Re: Project Gemini

June 22, 2019 ยท 3 minute read

Posted in: computing gopher web internet

Gemini 7 capsule in orbit; photo by NASA, public domain

Good netizen solderpunk has been writing about the design of a protocol that is slightly more complex than gopher, but significantly simpler than http; while at the same time being significantly more powerful than gopher. I have thoughts about this, as I’ve posted about before, and I’m interested in contributing to this project and the conversation around it. These are the main documents where they discuss it. If you only have time for one, read just the FAQ, but they are all worthwhile and short, easy reads.

(Don’t have gopher? Use the Floodgap gopher proxy from a web browser.)


I have basically two lines of commentary on this. The first involves authentication, and the second involves text formatting.


As described, the protocol only supports publicly-available documents; there is no facility for documents to be behind a login-wall, for example. This may be intentional; the protocol is designed to not provide means of tracking, and authentication intrinsically implies first-party tracking. The protocol documents should either add one simple, regular, and non-extensible way of doing authentication, comparable to HTTP’s Basic Auth, or should explicitly rule out authentication.

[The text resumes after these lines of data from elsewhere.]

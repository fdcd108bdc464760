//! zsearch - 工作区异步文本搜索引擎
//!
//! 模块结构：
//! - kernel::services::ports: 数据契约（SearchRequest, Match, GlobalSearchMessage, SearchSettings）
//! - kernel::services::adapters: 搜索实现（遍历、匹配、工作者、会话）与设置/目录
//! - kernel::search: 消费端结果模型

pub mod kernel;
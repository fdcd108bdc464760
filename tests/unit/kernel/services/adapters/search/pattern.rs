use super::*;

fn spans(pattern: &CompiledPattern, line: &str) -> Vec<(usize, usize)> {
    pattern
        .find_spans(line)
        .into_iter()
        .map(|s| (s.start, s.end))
        .collect()
}

#[test]
fn test_case_insensitive_keeps_original_spans() {
    let pattern = CompiledPattern::compile("Foo", false, false, false).unwrap();
    assert_eq!(
        spans(&pattern, "foo FOO Foo"),
        vec![(0, 3), (4, 7), (8, 11)]
    );
}

#[test]
fn test_case_sensitive() {
    let pattern = CompiledPattern::compile("Foo", true, false, false).unwrap();
    assert_eq!(spans(&pattern, "foo FOO Foo"), vec![(8, 11)]);
}

#[test]
fn test_whole_word() {
    let pattern = CompiledPattern::compile("cat", true, true, false).unwrap();
    assert_eq!(spans(&pattern, "concatenate cat category"), vec![(12, 15)]);
}

#[test]
fn test_literal_escapes_metacharacters() {
    let pattern = CompiledPattern::compile("a.b(", true, false, false).unwrap();
    assert_eq!(spans(&pattern, "axb( a.b("), vec![(5, 9)]);
}

#[test]
fn test_whole_word_wraps_alternation() {
    let pattern = CompiledPattern::compile("cat|dog", true, true, true).unwrap();
    assert_eq!(spans(&pattern, "dogma dog cat"), vec![(6, 9), (10, 13)]);
}

#[test]
fn test_spans_are_char_offsets() {
    let pattern = CompiledPattern::compile("世界", true, false, false).unwrap();
    assert_eq!(spans(&pattern, "你好世界 hi 世界"), vec![(2, 4), (8, 10)]);
}

#[test]
fn test_non_overlapping() {
    let pattern = CompiledPattern::compile("aa", true, false, false).unwrap();
    assert_eq!(spans(&pattern, "aaaaa"), vec![(0, 2), (2, 4)]);
}

#[test]
fn test_empty_matches_are_skipped() {
    let pattern = CompiledPattern::compile("x*", true, false, true).unwrap();
    assert_eq!(spans(&pattern, "abxxc"), vec![(2, 4)]);
}

#[test]
fn test_invalid_regex() {
    let err = CompiledPattern::compile("(unclosed", true, false, true).unwrap_err();
    match err {
        SearchError::InvalidPattern(msg) => assert!(msg.contains("unclosed group")),
        other => panic!("unexpected error: {other:?}"),
    }
}

#[test]
fn test_unbalanced_paren_is_fine_as_literal() {
    let pattern = CompiledPattern::compile("(unclosed", true, false, false).unwrap();
    assert_eq!(spans(&pattern, "f(unclosed"), vec![(1, 10)]);
}
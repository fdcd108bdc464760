//! 搜索设置的读取与初始化
//!
//! 设置文件位于 `<cache>/.zsearch/settings.json`，缺失字段使用默认值。

use super::paths::get_cache_dir;
use crate::kernel::services::ports::SearchSettings;
use std::path::{Path, PathBuf};

const SETTINGS_DIR: &str = ".zsearch";
const SETTINGS_FILE: &str = "settings.json";

pub fn get_settings_path() -> Option<PathBuf> {
    get_cache_dir().map(|dir| dir.join(SETTINGS_DIR).join(SETTINGS_FILE))
}

pub fn ensure_settings_file() -> std::io::Result<PathBuf> {
    let path = get_settings_path().ok_or_else(|| {
        std::io::Error::new(
            std::io::ErrorKind::NotFound,
            "Cannot determine settings directory",
        )
    })?;
    write_default_settings(&path)?;
    Ok(path)
}

fn write_default_settings(path: &Path) -> std::io::Result<()> {
    if let Some(parent) = path.parent() {
        if !parent.exists() {
            std::fs::create_dir_all(parent)?;
        }
    }
    if !path.exists() {
        let content = serde_json::to_string_pretty(&SearchSettings::default())
            .unwrap_or_else(|_| "{}".to_string());
        std::fs::write(path, content)?;
    }
    Ok(())
}

/// 读取设置；文件不存在时返回 `None`，格式错误时记录警告并返回 `None`
pub fn load_settings_from(path: &Path) -> Option<SearchSettings> {
    let data = std::fs::read_to_string(path).ok()?;
    match serde_json::from_str(&data) {
        Ok(settings) => Some(settings),
        Err(e) => {
            tracing::warn!(
                path = %path.display(),
                error = %e,
                "invalid settings file, using defaults"
            );
            None
        }
    }
}

/// 启动时读取设置；设置文件缺失时先写入默认值
pub fn load_settings() -> SearchSettings {
    match ensure_settings_file() {
        Ok(path) => load_settings_from(&path).unwrap_or_default(),
        Err(e) => {
            tracing::warn!(error = %e, "ensure_settings_file failed, using defaults");
            SearchSettings::default()
        }
    }
}

#[cfg(test)]
#[path = "../../../../tests/unit/kernel/services/adapters/settings.rs"]
mod tests;
use super::*;
use crate::kernel::services::ports::Match;
use std::fs;
use std::path::Path;
use std::sync::mpsc;
use tempfile::tempdir;

fn default_rules() -> Arc<IgnoreRules> {
    Arc::new(IgnoreRules::new(["node_modules", ".git"], [".png"]))
}

fn run(request: SearchRequest, options: WorkerOptions) -> (WorkerState, Vec<GlobalSearchMessage>) {
    let (tx, rx) = mpsc::sync_channel(1024);
    let worker = SearchWorker::new(request, default_rules(), options, CancelToken::new(7), tx);
    assert_eq!(worker.state(), WorkerState::Idle);
    let state = worker.run();
    (state, rx.try_iter().collect())
}

fn matches_of(messages: &[GlobalSearchMessage]) -> Vec<&Match> {
    messages
        .iter()
        .filter_map(|m| match m {
            GlobalSearchMessage::Match { item, .. } => Some(item),
            _ => None,
        })
        .collect()
}

fn write_tree(root: &Path) {
    fs::create_dir_all(root.join("src")).unwrap();
    fs::create_dir_all(root.join("node_modules/dep")).unwrap();
    fs::write(root.join("src/a.txt"), "hello world\nsay hello hello\n").unwrap();
    fs::write(root.join("src/b.txt"), "nothing here\n").unwrap();
    fs::write(root.join("node_modules/dep/c.txt"), "hello\n").unwrap();
    fs::write(root.join("logo.png"), "hello\n").unwrap();
}

#[test]
fn test_literal_search_counts_every_occurrence() {
    let dir = tempdir().unwrap();
    write_tree(dir.path());

    let (state, messages) = run(
        SearchRequest::new(dir.path(), "hello").case_sensitive(true),
        WorkerOptions::default(),
    );

    assert_eq!(state, WorkerState::Completed);
    let matches = matches_of(&messages);
    assert_eq!(matches.len(), 3);
    assert!(matches.iter().all(|m| m.file_path.ends_with("src/a.txt")));
    let positions: Vec<_> = matches
        .iter()
        .map(|m| (m.line_number, m.match_start))
        .collect();
    assert_eq!(positions, vec![(1, 0), (2, 4), (2, 10)]);

    assert_eq!(
        messages.last(),
        Some(&GlobalSearchMessage::Summary {
            generation: 7,
            summary: SearchSummary {
                files_scanned: 2,
                matches_found: 3,
            },
        })
    );
    assert!(messages.iter().all(|m| m.generation() == 7));
}

#[test]
fn test_invalid_regex_aborts_before_scanning() {
    let dir = tempdir().unwrap();
    write_tree(dir.path());

    let (state, messages) = run(
        SearchRequest::new(dir.path(), "(hello").use_regex(true),
        WorkerOptions::default(),
    );

    assert_eq!(state, WorkerState::Errored);
    assert!(state.is_terminal());
    assert_eq!(messages.len(), 1);
    match &messages[0] {
        GlobalSearchMessage::Error { generation, error } => {
            assert_eq!(*generation, 7);
            assert_eq!(
                error.kind(),
                crate::kernel::services::ports::SearchErrorKind::InvalidPattern
            );
        }
        other => panic!("unexpected message: {other:?}"),
    }
}

#[test]
fn test_invalid_regex_never_touches_missing_root() {
    let dir = tempdir().unwrap();
    let (state, messages) = run(
        SearchRequest::new(dir.path().join("does-not-exist"), "a)").use_regex(true),
        WorkerOptions::default(),
    );
    assert_eq!(state, WorkerState::Errored);
    assert_eq!(messages.len(), 1);
}

#[test]
fn test_ignored_root_completes_empty() {
    let dir = tempdir().unwrap();
    let root = dir.path().join("node_modules");
    fs::create_dir_all(&root).unwrap();
    fs::write(root.join("a.txt"), "hello\n").unwrap();

    let (state, messages) = run(SearchRequest::new(&root, "hello"), WorkerOptions::default());

    assert_eq!(state, WorkerState::Completed);
    assert_eq!(
        messages,
        vec![GlobalSearchMessage::Summary {
            generation: 7,
            summary: SearchSummary::default(),
        }]
    );
}

#[test]
fn test_empty_term_completes_immediately() {
    let dir = tempdir().unwrap();
    write_tree(dir.path());

    let (state, messages) = run(SearchRequest::new(dir.path(), ""), WorkerOptions::default());
    assert_eq!(state, WorkerState::Completed);
    assert_eq!(messages.len(), 1);
    assert!(matches!(
        messages[0],
        GlobalSearchMessage::Summary { summary, .. } if summary == SearchSummary::default()
    ));
}

#[test]
fn test_binary_files_are_not_counted() {
    let dir = tempdir().unwrap();
    fs::write(dir.path().join("text.txt"), "hello world").unwrap();
    fs::write(dir.path().join("blob.dat"), b"hello\x00world").unwrap();

    let (_, messages) = run(SearchRequest::new(dir.path(), "hello"), WorkerOptions::default());
    assert_eq!(matches_of(&messages).len(), 1);
    assert!(matches!(
        messages.last(),
        Some(GlobalSearchMessage::Summary { summary, .. }) if summary.files_scanned == 1
    ));
}

#[test]
fn test_whole_word_and_case_insensitive() {
    let dir = tempdir().unwrap();
    fs::write(dir.path().join("words.txt"), "concatenate cat category\nCAT\n").unwrap();

    let (_, messages) = run(
        SearchRequest::new(dir.path(), "cat").whole_word(true),
        WorkerOptions::default(),
    );
    let matches = matches_of(&messages);
    let found: Vec<_> = matches
        .iter()
        .map(|m| (m.line_number, m.match_start, m.match_end))
        .collect();
    assert_eq!(found, vec![(1, 12, 15), (2, 0, 3)]);
}

#[test]
fn test_cancelled_before_run_emits_cancelled() {
    let dir = tempdir().unwrap();
    write_tree(dir.path());

    let (tx, rx) = mpsc::sync_channel(1024);
    let token = CancelToken::new(3);
    token.cancel();
    let worker = SearchWorker::new(
        SearchRequest::new(dir.path(), "hello"),
        default_rules(),
        WorkerOptions::default(),
        token,
        tx,
    );

    assert_eq!(worker.run(), WorkerState::Cancelled);
    let messages: Vec<_> = rx.try_iter().collect();
    assert_eq!(messages, vec![GlobalSearchMessage::Cancelled { generation: 3 }]);
}

#[test]
fn test_dropped_receiver_stops_worker() {
    let dir = tempdir().unwrap();
    write_tree(dir.path());

    let (tx, rx) = mpsc::sync_channel(1024);
    drop(rx);
    let worker = SearchWorker::new(
        SearchRequest::new(dir.path(), "hello"),
        default_rules(),
        WorkerOptions::default(),
        CancelToken::new(1),
        tx,
    );
    assert_eq!(worker.run(), WorkerState::Cancelled);
}

#[cfg(unix)]
#[test]
fn test_unreadable_file_reported_when_enabled() {
    use std::os::unix::fs::PermissionsExt;

    let dir = tempdir().unwrap();
    let locked = dir.path().join("locked.txt");
    fs::write(&locked, "hello\n").unwrap();
    fs::write(dir.path().join("open.txt"), "hello\n").unwrap();
    fs::set_permissions(&locked, fs::Permissions::from_mode(0o000)).unwrap();

    // root 用户可以读取任何文件，此时无法构造读取失败
    if fs::read(&locked).is_ok() {
        return;
    }

    let options = WorkerOptions {
        report_unreadable_files: true,
        ..WorkerOptions::default()
    };
    let (state, messages) = run(SearchRequest::new(dir.path(), "hello"), options);
    assert_eq!(state, WorkerState::Completed);

    let file_errors: Vec<_> = messages
        .iter()
        .filter(|m| matches!(m, GlobalSearchMessage::FileError { .. }))
        .collect();
    assert_eq!(file_errors.len(), 1);
    assert!(matches!(
        messages.last(),
        Some(GlobalSearchMessage::Summary { summary, .. })
            if summary.files_scanned == 1 && summary.matches_found == 1
    ));
}
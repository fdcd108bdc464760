//! 全局搜索服务：把工作者放到 tokio 阻塞线程池中执行

use super::ignore_rules::IgnoreRules;
use super::scanner::ScanOptions;
use super::task::{CancelToken, GlobalSearchTask};
use super::worker::{SearchWorker, WorkerOptions};
use crate::kernel::services::ports::{
    GlobalSearchMessage, SearchError, SearchRequest, SearchSettings,
};
use std::sync::mpsc::SyncSender;
use std::sync::Arc;
use std::time::Duration;

pub struct GlobalSearchService {
    runtime: tokio::runtime::Handle,
    rules: Arc<IgnoreRules>,
    options: WorkerOptions,
    timeout: Option<Duration>,
}

impl GlobalSearchService {
    pub fn new(runtime: tokio::runtime::Handle, rules: Arc<IgnoreRules>) -> Self {
        Self {
            runtime,
            rules,
            options: WorkerOptions::default(),
            timeout: None,
        }
    }

    pub fn from_settings(runtime: tokio::runtime::Handle, settings: &SearchSettings) -> Self {
        let mut service = Self::new(runtime, Arc::new(IgnoreRules::from_settings(settings)));
        service.options = WorkerOptions {
            scan: ScanOptions {
                include_hidden: settings.include_hidden,
                respect_gitignore: settings.respect_gitignore,
            },
            report_unreadable_files: settings.report_unreadable_files,
        };
        service.timeout = settings.timeout_ms.map(Duration::from_millis);
        service
    }

    pub fn with_timeout(mut self, timeout: Option<Duration>) -> Self {
        self.timeout = timeout;
        self
    }

    /// 启动一次搜索，立即返回任务句柄
    pub fn search_in_dir(
        &self,
        request: SearchRequest,
        token: CancelToken,
        tx: SyncSender<GlobalSearchMessage>,
    ) -> GlobalSearchTask {
        let task = GlobalSearchTask::new(token.clone());
        let generation = token.generation();

        if let Some(timeout) = self.timeout {
            let watchdog = task.token();
            self.runtime.spawn(async move {
                tokio::time::sleep(timeout).await;
                if !watchdog.is_cancelled() {
                    tracing::debug!(generation, ?timeout, "search timed out");
                    watchdog.cancel();
                }
            });
        }

        let worker = SearchWorker::new(
            request,
            self.rules.clone(),
            self.options,
            token,
            tx.clone(),
        );
        self.runtime.spawn(async move {
            let result = tokio::task::spawn_blocking(move || worker.run()).await;
            match result {
                Ok(state) => debug_assert!(state.is_terminal()),
                Err(e) => {
                    tracing::error!(generation, error = %e, "global search task failed");
                    let _ = tx.send(GlobalSearchMessage::Error {
                        generation,
                        error: SearchError::Internal(e.to_string()),
                    });
                }
            }
        });

        task
    }
}

#[cfg(test)]
#[path = "../../../../../tests/unit/kernel/services/adapters/search/service.rs"]
mod tests;
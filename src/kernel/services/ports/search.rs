use serde::Serialize;
use std::path::{Path, PathBuf};

pub type Result<T> = std::result::Result<T, SearchError>;

/// 搜索代数：每次提交新搜索递增，用于丢弃过期事件
pub type Generation = u64;

#[derive(Debug, Clone, thiserror::Error, PartialEq, Eq)]
pub enum SearchError {
    #[error("Invalid pattern: {0}")]
    InvalidPattern(String),
    #[error("IO error at {}: {reason}", .path.display())]
    Io { path: PathBuf, reason: String },
    #[error("Search task failed: {0}")]
    Internal(String),
}

#[derive(Debug, Clone, Copy, PartialEq, Eq, Serialize)]
#[serde(rename_all = "snake_case")]
pub enum SearchErrorKind {
    InvalidPattern,
    Io,
    Internal,
}

impl SearchError {
    pub fn io(path: &Path, err: &std::io::Error) -> Self {
        SearchError::Io {
            path: path.to_path_buf(),
            reason: err.to_string(),
        }
    }

    pub fn kind(&self) -> SearchErrorKind {
        match self {
            SearchError::InvalidPattern(_) => SearchErrorKind::InvalidPattern,
            SearchError::Io { .. } => SearchErrorKind::Io,
            SearchError::Internal(_) => SearchErrorKind::Internal,
        }
    }
}

impl From<regex::Error> for SearchError {
    fn from(e: regex::Error) -> Self {
        SearchError::InvalidPattern(e.to_string())
    }
}

/// 一次搜索请求，提交后不可变
#[derive(Debug, Clone, PartialEq, Eq)]
pub struct SearchRequest {
    pub root_path: PathBuf,
    pub term: String,
    pub case_sensitive: bool,
    pub whole_word: bool,
    pub use_regex: bool,
}

impl SearchRequest {
    pub fn new(root_path: impl Into<PathBuf>, term: impl Into<String>) -> Self {
        Self {
            root_path: root_path.into(),
            term: term.into(),
            case_sensitive: false,
            whole_word: false,
            use_regex: false,
        }
    }

    pub fn case_sensitive(mut self, value: bool) -> Self {
        self.case_sensitive = value;
        self
    }

    pub fn whole_word(mut self, value: bool) -> Self {
        self.whole_word = value;
        self
    }

    pub fn use_regex(mut self, value: bool) -> Self {
        self.use_regex = value;
        self
    }
}

/// 单个匹配项
///
/// `line_number` 从 1 开始；`match_start`/`match_end` 是 `line_text` 中的字符偏移（半开区间）。
#[derive(Debug, Clone, PartialEq, Eq, Serialize)]
pub struct Match {
    pub file_path: PathBuf,
    pub line_number: usize,
    pub line_text: String,
    pub match_start: usize,
    pub match_end: usize,
}

#[derive(Debug, Clone, Copy, Default, PartialEq, Eq, Serialize)]
pub struct SearchSummary {
    pub files_scanned: u64,
    pub matches_found: u64,
}

#[derive(Debug, Clone, PartialEq, Eq)]
pub enum GlobalSearchMessage {
    Match {
        generation: Generation,
        item: Match,
    },
    /// 非致命的单文件错误，仅在 `report_unreadable_files` 打开时发送
    FileError {
        generation: Generation,
        error: SearchError,
    },
    Summary {
        generation: Generation,
        summary: SearchSummary,
    },
    Cancelled {
        generation: Generation,
    },
    Error {
        generation: Generation,
        error: SearchError,
    },
}

impl GlobalSearchMessage {
    pub fn generation(&self) -> Generation {
        match self {
            GlobalSearchMessage::Match { generation, .. }
            | GlobalSearchMessage::FileError { generation, .. }
            | GlobalSearchMessage::Summary { generation, .. }
            | GlobalSearchMessage::Cancelled { generation }
            | GlobalSearchMessage::Error { generation, .. } => *generation,
        }
    }

    pub fn is_terminal(&self) -> bool {
        matches!(
            self,
            GlobalSearchMessage::Summary { .. }
                | GlobalSearchMessage::Cancelled { .. }
                | GlobalSearchMessage::Error { .. }
        )
    }
}
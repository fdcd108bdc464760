//! 目录遍历
//!
//! 基于 ignore crate 的顺序遍历（深度优先，按文件名排序），在进入目录之前应用忽略规则。
//! 读目录失败的子树直接跳过，不作为错误上报。

use super::ignore_rules::IgnoreRules;
use super::task::CancelToken;
use ignore::{Walk, WalkBuilder};
use std::path::{Path, PathBuf};
use std::sync::Arc;

#[derive(Debug, Clone, Copy, PartialEq, Eq)]
pub struct ScanOptions {
    pub include_hidden: bool,
    pub respect_gitignore: bool,
}

impl Default for ScanOptions {
    fn default() -> Self {
        Self {
            include_hidden: true,
            respect_gitignore: false,
        }
    }
}

/// 根目录本身的名字被忽略时，整个搜索直接结束
///
/// `.`、`..` 这类路径没有文件名，先解析成真实路径再取名字。
pub fn is_ignored_root(root: &Path, rules: &IgnoreRules) -> bool {
    let resolved = std::fs::canonicalize(root).ok();
    resolved
        .as_deref()
        .unwrap_or(root)
        .file_name()
        .map(|name| rules.is_ignored_dir(&name.to_string_lossy()))
        .unwrap_or(false)
}

/// 惰性的候选文件序列
///
/// 每次 `next` 都会在消费目录项之间检查取消标志。
pub struct PathScanner {
    walk: Walk,
    cancel: Option<CancelToken>,
    dirs_visited: u64,
}

impl PathScanner {
    pub fn new(root: &Path, rules: Arc<IgnoreRules>, options: ScanOptions) -> Self {
        let mut builder = WalkBuilder::new(root);
        builder
            .standard_filters(false)
            .hidden(!options.include_hidden)
            .git_ignore(options.respect_gitignore)
            .git_global(options.respect_gitignore)
            .git_exclude(options.respect_gitignore)
            .ignore(options.respect_gitignore)
            .parents(options.respect_gitignore)
            .follow_links(false)
            .sort_by_file_name(|a, b| a.cmp(b))
            .filter_entry(move |entry| {
                let name = entry.file_name().to_string_lossy();
                match entry.file_type() {
                    Some(ft) if ft.is_dir() => !rules.is_ignored_dir(&name),
                    Some(ft) if ft.is_file() => !rules.is_ignored_file(entry.path()),
                    _ => true,
                }
            });

        Self {
            walk: builder.build(),
            cancel: None,
            dirs_visited: 0,
        }
    }

    pub fn with_cancel(mut self, cancel: CancelToken) -> Self {
        self.cancel = Some(cancel);
        self
    }

    pub fn dirs_visited(&self) -> u64 {
        self.dirs_visited
    }

    fn is_cancelled(&self) -> bool {
        self.cancel.as_ref().is_some_and(CancelToken::is_cancelled)
    }
}

impl Iterator for PathScanner {
    type Item = PathBuf;

    fn next(&mut self) -> Option<PathBuf> {
        loop {
            if self.is_cancelled() {
                return None;
            }

            let entry = match self.walk.next()? {
                Ok(entry) => entry,
                Err(err) => {
                    tracing::trace!(error = %err, "skip unreadable entry");
                    continue;
                }
            };

            match entry.file_type() {
                Some(ft) if ft.is_dir() => {
                    self.dirs_visited += 1;
                }
                Some(ft) if ft.is_file() => return Some(entry.into_path()),
                _ => {}
            }
        }
    }
}

#[cfg(test)]
#[path = "../../../../../tests/unit/kernel/services/adapters/search/scanner.rs"]
mod tests;
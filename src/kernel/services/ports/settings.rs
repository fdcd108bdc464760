use serde::{Deserialize, Serialize};

#[derive(Debug, Clone, PartialEq, Eq, Serialize, Deserialize)]
pub struct SearchSettings {
    #[serde(default = "default_ignored_dirs")]
    pub ignored_dirs: Vec<String>,
    #[serde(default = "default_ignored_extensions")]
    pub ignored_extensions: Vec<String>,
    #[serde(default = "default_true")]
    pub include_hidden: bool,
    #[serde(default)]
    pub respect_gitignore: bool,
    #[serde(default)]
    pub report_unreadable_files: bool,
    #[serde(default, skip_serializing_if = "Option::is_none")]
    pub timeout_ms: Option<u64>,
    #[serde(default = "default_channel_capacity")]
    pub channel_capacity: usize,
}

fn default_ignored_dirs() -> Vec<String> {
    [".git", "node_modules", "__pycache__", "venv", ".vscode"]
        .into_iter()
        .map(String::from)
        .collect()
}

fn default_ignored_extensions() -> Vec<String> {
    [
        // 编译产物
        ".pyc", ".pyo", ".o", ".so",
        // 可执行文件
        ".dll", ".exe",
        // 数据库
        ".db", ".sqlite3",
        // 镜像
        ".img", ".iso", ".bin",
        // 图片
        ".jpg", ".jpeg", ".png", ".gif",
    ]
    .into_iter()
    .map(String::from)
    .collect()
}

fn default_true() -> bool {
    true
}

fn default_channel_capacity() -> usize {
    1024
}

impl Default for SearchSettings {
    fn default() -> Self {
        Self {
            ignored_dirs: default_ignored_dirs(),
            ignored_extensions: default_ignored_extensions(),
            include_hidden: true,
            respect_gitignore: false,
            report_unreadable_files: false,
            timeout_ms: None,
            channel_capacity: default_channel_capacity(),
        }
    }
}
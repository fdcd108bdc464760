//! Service ports: data contracts shared by the search adapters and consumers.

pub mod search;
pub mod settings;

pub use search::{
    GlobalSearchMessage, Generation, Match, Result as SearchResult, SearchError, SearchErrorKind,
    SearchRequest, SearchSummary,
};
pub use settings::SearchSettings;
//! 逐行匹配
//!
//! 文件按字节逐行读取，无效 UTF-8 以替换字符解码；支持 `\n`、`\r\n` 和单独的 `\r` 换行。
//! 同一行的多个匹配各生成一个 `Match`，共享同一份 `line_text`。

use super::pattern::CompiledPattern;
use super::task::CancelToken;
use crate::kernel::services::ports::Match;
use std::fs::File;
use std::io::{self, BufRead, BufReader, Read};
use std::path::Path;

const PREVIEW_SIZE: usize = 8192;

#[derive(Debug, PartialEq, Eq)]
pub enum FileOutcome {
    /// 文件完整读完，可能没有匹配
    Scanned(Vec<Match>),
    /// 疑似二进制文件，未搜索
    Binary,
    Cancelled,
}

pub fn is_likely_binary(content: &[u8]) -> bool {
    memchr::memchr(0, content).is_some()
}

pub struct LineMatcher<'a> {
    pattern: &'a CompiledPattern,
    cancel: Option<&'a CancelToken>,
}

impl<'a> LineMatcher<'a> {
    pub fn new(pattern: &'a CompiledPattern) -> Self {
        Self {
            pattern,
            cancel: None,
        }
    }

    pub fn with_cancel(mut self, cancel: &'a CancelToken) -> Self {
        self.cancel = Some(cancel);
        self
    }

    pub fn match_file(&self, path: &Path) -> io::Result<FileOutcome> {
        let mut file = File::open(path)?;

        let mut preview = [0u8; PREVIEW_SIZE];
        let preview_len = read_full(&mut file, &mut preview)?;
        if is_likely_binary(&preview[..preview_len]) {
            return Ok(FileOutcome::Binary);
        }

        let reader = BufReader::new(io::Cursor::new(&preview[..preview_len]).chain(file));
        self.match_reader(path, reader)
    }

    pub fn match_reader<R: BufRead>(&self, path: &Path, mut reader: R) -> io::Result<FileOutcome> {
        let mut matches = Vec::new();
        let mut buf = Vec::new();
        let mut line_number = 0usize;

        loop {
            if self.is_cancelled() {
                return Ok(FileOutcome::Cancelled);
            }

            buf.clear();
            let n = reader.read_until(b'\n', &mut buf)?;
            if n == 0 {
                break;
            }

            let chunk = buf.strip_suffix(b"\n").unwrap_or(&buf);
            let chunk = chunk.strip_suffix(b"\r").unwrap_or(chunk);
            // 单独的 `\r` 也是换行
            for raw in chunk.split(|&b| b == b'\r') {
                line_number += 1;
                let line = String::from_utf8_lossy(raw);
                self.match_line(path, line_number, &line, &mut matches);
            }
        }

        Ok(FileOutcome::Scanned(matches))
    }

    fn match_line(&self, path: &Path, line_number: usize, line: &str, out: &mut Vec<Match>) {
        let spans = self.pattern.find_spans(line);
        if spans.is_empty() {
            return;
        }
        out.reserve(spans.len());
        for span in spans {
            out.push(Match {
                file_path: path.to_path_buf(),
                line_number,
                line_text: line.to_string(),
                match_start: span.start,
                match_end: span.end,
            });
        }
    }

    fn is_cancelled(&self) -> bool {
        self.cancel.is_some_and(CancelToken::is_cancelled)
    }
}

fn read_full<R: Read>(reader: &mut R, buf: &mut [u8]) -> io::Result<usize> {
    let mut filled = 0usize;
    while filled < buf.len() {
        match reader.read(&mut buf[filled..]) {
            Ok(0) => break,
            Ok(n) => filled += n,
            Err(e) if e.kind() == io::ErrorKind::Interrupted => continue,
            Err(e) => return Err(e),
        }
    }
    Ok(filled)
}

#[cfg(test)]
#[path = "../../../../../tests/unit/kernel/services/adapters/search/line_matcher.rs"]
mod tests;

As far as methods go, authentication could be either in-band, or out-of-band. Out-of-band methods would include things like host-based authentication (history has mostly proven this bad, and it doesn’t work well with the modern internet), or client-certificate authentication, since the protocol will use TLS (this is considered good, but also increases client complexity).

I’ve discussed in-band authentication with solderpunk, who suggests that it would be possible to overload the search parameter for a basic-auth password, but that this would mean you couldn’t have authenticated searches. My suggestion was that you could structure query strings in a manner similar to HTTP query strings, e.g.:


The downside to this is that it is basically equivalent to request headers, which we’ve previously considered unnecessary. The other downside is that a server that naively logs request paths with query strings will expose passwords in logs; servers will have to be smart enough to only log the actual search part.

Text Formatting

In part III, solderpunk discusses the text file format to be used as it relates to navigation. In one way, it’s not really necessary to discuss this: the protocol can serve any kind of media, be it text/plain, text/html, text/x-markdown, or text/x-vnd-msword. But in another way, it’s important to set expectations about what will normally be served, and what clients should implement internal support instead of deferring to external helpers.

Solderpunk recommends a format similar to what people are using right now for gophermaps: selectors on lines by themselves, but plain text everywhere else. In gophernicus, e.g., this gets transformed into a map with selectors on every line, but most of them are the non-standard “i” type for a line of text.

Personally, I quite like Markdown, but the pain point of Markdown is that it’s actually sometimes ambiguous and therefore hard to parse. There are libraries for it in every widely used language, but those libraries generally only render it to HTML, which is useful, but not for a hypothetical gemini client.

A possible good alternative is Text Junior (see also), a format created by phlogger ratfactor. It is similar to Markdown, but purely line-oriented, which makes it unambiguous and easy to parse. It unfortunately lacks character-oriented formatting like emphasis and strong emphasis, because of the ambiguity issues. But this could possibly be resolved by not letting character-oriented formatting span source lines.


Since I started writing this a couple of days ago, solderpunk has expanded their discussion on Project Gemini and separated it out into its own phlog section..

Also, Alex Schroeder has responded with his concerns on various issues.